Veep countdown

To give Walter Mondale's process for picking a running mate its due, for the first time Americans are seeing a woman, a black, and a Hispanic seriously considered for the vice-presidency of a major party. If the vice-presidential slot were not already filled on the Republican ticket, at least a woman would have been a prospect there too for 1984.

This may be just so much symbolism. But symbolism of a positive kind should not be dismissed.

It must therefore be disappointing to Mondale to watch his attempt to choose someone other than a white male descend into a second-guessing of his job interview strategy. Did he wait too long? Did he encourage too high expectations , especially among women? Was flying up to his suburban St. Paul home humiliating for the candidates?

The wisdom of testing the personal chemistry of a potential campaign ticket and governing team argues in favor of interviews, such as Jimmy Carter held in 1976 when he chose Mondale. But if Mondale really is the world's most traveled politician, as he claims, what has he been doing the last couple of years, earning those IOUs? One would have thought he'd have had time for a quiet, earnest talk in a diner with each of the candidates.

He should not expect to arrive at a convention any more in the dark about whom he will run with than what he should run on. For all anyone but Mondale knows, he has already decided on his top two or three picks in the vice-presidential draft. Maybe he's waiting to see whether Mario Cuomo's keynote address sweeps anyone - including the New York governor, who's been reluctant to enter the veepstakes - off his feet. Or whether Gary Hart's speech hits the right notes of conciliation, unity, and fervor.

We doubt that the voter much cares about the process side of politics. Beyond wanting a candidate to feel comfortable about his campaign partner, and not wanting to see oversights in the screening of prospects, he thinks it's the candidate's own business to pick his team.

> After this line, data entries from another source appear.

use serde::{Deserialize, Serialize};
use std::fmt;

/// Bounding box for a detected face, with optional facial landmarks.
///
/// Coordinates are always expressed in the pixel space of the image the
/// caller handed in, even when detection ran on a downscaled copy.
#[derive(Debug, Clone, PartialEq, Serialize, Deserialize)]
pub struct BoundingBox {
    pub x: f32,
    pub y: f32,
    pub width: f32,
    pub height: f32,
    pub confidence: f32,
    /// Five-point facial landmarks: [left_eye, right_eye, nose, left_mouth, right_mouth].
    pub landmarks: Option<[(f32, f32); 5]>,
}

impl BoundingBox {
    /// Scale box and landmarks by `factor` (used to undo a downscale).
    pub fn rescaled(&self, factor: f32) -> Self {
        Self {
            x: self.x * factor,
            y: self.y * factor,
            width: self.width * factor,
            height: self.height * factor,
            confidence: self.confidence,
            landmarks: self
                .landmarks
                .map(|lms| lms.map(|(lx, ly)| (lx * factor, ly * factor))),
        }
    }

    pub fn area(&self) -> f32 {
        self.width.max(0.0) * self.height.max(0.0)
    }
}

/// Face embedding vector, L2-normalised by the recognizer.
#[derive(Debug, Clone, PartialEq, Serialize, Deserialize)]
pub struct Embedding {
    pub values: Vec<f32>,
    /// Model version that produced this embedding (e.g., "w600k_r50").
    pub model_version: Option<String>,
}

impl Embedding {
    pub fn new(values: Vec<f32>) -> Self {
        Self {
            values,
            model_version: None,
        }
    }

    pub fn dim(&self) -> usize {
        self.values.len()
    }

    /// Cosine similarity in [-1, 1]. Zero vectors compare as 0.
    pub fn similarity(&self, other: &Embedding) -> f32 {
        let mut dot = 0.0f32;
        let mut norm_a = 0.0f32;
        let mut norm_b = 0.0f32;

        for (a, b) in self.values.iter().zip(other.values.iter()) {
            dot += a * b;
            norm_a += a * a;
            norm_b += b * b;
        }

        let denom = norm_a.sqrt() * norm_b.sqrt();
        if denom > 0.0 {
            dot / denom
        } else {
            0.0
        }
    }

    /// Cosine distance `1 - similarity`, in [0, 2].
    pub fn distance(&self, other: &Embedding) -> f32 {
        1.0 - self.similarity(other)
    }

    /// Return an L2-normalised copy. Zero vectors are returned unchanged.
    pub fn normalized(values: Vec<f32>) -> Vec<f32> {
        let norm: f32 = values.iter().map(|x| x * x).sum::<f32>().sqrt();
        if norm > 0.0 {
            values.into_iter().map(|x| x / norm).collect()
        } else {
            values
        }
    }
}

/// One detected face: its embedding plus where it was found.
///
/// Produced fresh for every image or frame and never shared between frames.
#[derive(Debug, Clone, PartialEq, Serialize, Deserialize)]
pub struct FaceEmbedding {
    pub embedding: Embedding,
    pub bbox: BoundingBox,
}

/// Outcome identity of a match: an enrolled student or nobody.
#[derive(Debug, Clone, PartialEq, Eq, Hash, Serialize, Deserialize)]
pub enum Identity {
    Known(String),
    Unknown,
}

impl Identity {
    pub fn as_known(&self) -> Option<&str> {
        match self {
            Identity::Known(id) => Some(id),
            Identity::Unknown => None,
        }
    }

    pub fn is_unknown(&self) -> bool {
        matches!(self, Identity::Unknown)
    }
}

impl fmt::Display for Identity {
    fn fmt(&self, f: &mut fmt::Formatter<'_>) -> fmt::Result {
        match self {
            Identity::Known(id) => f.write_str(id),
            Identity::Unknown => f.write_str("unknown"),
        }
    }
}

/// Why a [`MatchResult`] came out the way it did.
#[derive(Debug, Clone, Copy, PartialEq, Eq, Serialize, Deserialize)]
#[serde(rename_all = "snake_case")]
pub enum MatchVerdict {
    Accepted,
    BelowThreshold,
    /// Two distinct identities scored within the tie epsilon of each other.
    Ambiguous,
    EmptyGallery,
}

/// Result of matching one probe face against a gallery snapshot.
#[derive(Debug, Clone, PartialEq, Serialize, Deserialize)]
pub struct MatchResult {
    pub identity: Identity,
    /// Confidence of the best candidate in [0, 1], reported even when rejected.
    pub confidence: f32,
    pub bbox: BoundingBox,
    pub verdict: MatchVerdict,
    /// Gallery version the match was computed against.
    pub gallery_version: u64,
}

impl MatchResult {
    pub fn is_accepted(&self) -> bool {
        self.verdict == MatchVerdict::Accepted
    }
}

#[cfg(test)]
mod tests {
    use super::*;

    fn emb(values: &[f32]) -> Embedding {
        Embedding::new(values.to_vec())
    }

    #[test]
    fn test_similarity_identical() {
        let a = emb(&[1.0, 0.0, 0.0]);
        assert!((a.similarity(&a) - 1.0).abs() < 1e-6);
        assert!(a.distance(&a).abs() < 1e-6);
    }

    #[test]
    fn test_similarity_orthogonal_and_opposite() {
        let a = emb(&[1.0, 0.0]);
        assert!(a.similarity(&emb(&[0.0, 1.0])).abs() < 1e-6);
        assert!((a.distance(&emb(&[-1.0, 0.0])) - 2.0).abs() < 1e-6);
    }

    #[test]
    fn test_similarity_zero_vector() {
        let a = emb(&[0.0, 0.0]);
        assert_eq!(a.similarity(&emb(&[1.0, 0.0])), 0.0);
    }

    #[test]
    fn test_normalized_unit_length() {
        let v = Embedding::normalized(vec![3.0, 4.0]);
        assert!((v[0] - 0.6).abs() < 1e-6);
        assert!((v[1] - 0.8).abs() < 1e-6);
        assert_eq!(Embedding::normalized(vec![0.0, 0.0]), vec![0.0, 0.0]);
    }

    #[test]
    fn test_bbox_rescaled_maps_landmarks() {
        let b = BoundingBox {
            x: 10.0,
            y: 20.0,
            width: 30.0,
            height: 40.0,
            confidence: 0.9,
            landmarks: Some([(1.0, 2.0); 5]),
        };
        let r = b.rescaled(2.0);
        assert_eq!((r.x, r.y, r.width, r.height), (20.0, 40.0, 60.0, 80.0));
        assert_eq!(r.landmarks.unwrap()[0], (2.0, 4.0));
        assert_eq!(r.confidence, 0.9);
    }

    #[test]
    fn test_identity_display() {
        assert_eq!(Identity::Known("S1".into()).to_string(), "S1");
        assert_eq!(Identity::Unknown.to_string(), "unknown");
        assert!(Identity::Unknown.as_known().is_none());
    }
}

Campaign staffs can get carried away with orches-trating the selection process. Mr. Reagan was himself relatively uninvolved in the near-fiasco with Gerald Ford in 1980, as rumor in full view on national television swept toward a blockbuster ticket at the Detroit convention that would have united the former GOP rivals - until Reagan aborted the exercise and settled for George Bush.

Bush was the sensible choice all along. Reagan-Bush summed up the major forces in the party.

Mondale has no responsibility to do something bold, flashy, or far out to get a running mate to overcome an apparent political deficit vs. Reagan, or to seize the public imagination.

Frankly, the public doesn't always want its imagination seized, thank you. It tires of political introspection. It wearies of critiques every day in the countdown to the convention, of holding up a political Geiger counter for every nuance uttered in Mondale's North Oaks driveway.

The public would like Mondale and the Democrats to go to their convention and have a good time - size up the crowd, squabble about planks, rev up a little partisanship, ratify a ticket - and then step aside to let the Republicans have their show.

The trouble with the American political process today may not just be that it's too long, but also a little too narcissistic and intense.